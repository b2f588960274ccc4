use phub_domain::config::DestinationEntry;
use phub_domain::method::Method;
use std::collections::{BTreeMap, BTreeSet};

/// Static `(method, country) -> point id` lookup of a carrier family.
#[derive(Debug, Clone, Default, PartialEq, Eq)]
pub struct DestinationTable {
    points: BTreeMap<(Method, String), i64>,
}

impl DestinationTable {
    pub fn new(entries: impl IntoIterator<Item = (Method, String, i64)>) -> Self {
        Self {
            points: entries
                .into_iter()
                .map(|(method, country, point_id)| ((method, country), point_id))
                .collect(),
        }
    }

    pub fn from_entries<'a>(entries: impl IntoIterator<Item = &'a DestinationEntry>) -> Self {
        Self::new(entries.into_iter().map(|e| (e.method, e.country.clone(), e.point_id)))
    }

    #[must_use]
    pub fn point_id(&self, method: Method, country: &str) -> Option<i64> {
        self.points.get(&(method, country.to_owned())).copied()
    }

    /// Every point id the table declares.
    #[must_use]
    pub fn point_ids(&self) -> BTreeSet<i64> {
        self.points.values().copied().collect()
    }

    /// Countries with a mapping for `method`.
    pub fn countries(&self, method: Method) -> impl Iterator<Item = &str> {
        self.points.keys().filter(move |(m, _)| *m == method).map(|(_, country)| country.as_str())
    }

    #[must_use]
    pub fn is_empty(&self) -> bool {
        self.points.is_empty()
    }
}

#[cfg(test)]
mod tests {
    use super::*;

    #[test]
    fn lookup_by_method_and_country() {
        let table = DestinationTable::new([
            (Method::AddressDelivery, "CZ".to_owned(), 106),
            (Method::AddressDelivery, "SK".to_owned(), 131),
        ]);

        assert_eq!(table.point_id(Method::AddressDelivery, "SK"), Some(131));
        assert_eq!(table.point_id(Method::PickupPointDelivery, "SK"), None);
        assert_eq!(table.point_id(Method::AddressDelivery, "PL"), None);
        assert_eq!(table.point_ids(), BTreeSet::from([106, 131]));
        assert_eq!(table.countries(Method::AddressDelivery).collect::<Vec<_>>(), vec!["CZ", "SK"]);
        assert!(table.countries(Method::DirectAddressDelivery).next().is_none());
        assert!(DestinationTable::default().is_empty());
    }
}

### WORK REQUIRED
When the word "DestinationEntry" shows up in a line of the entries, report that line.

### ANSWER
use phub_domain::config::DestinationEntry;
    pub fn from_entries<'a>(entries: impl IntoIterator<Item = &'a DestinationEntry>) -> Self {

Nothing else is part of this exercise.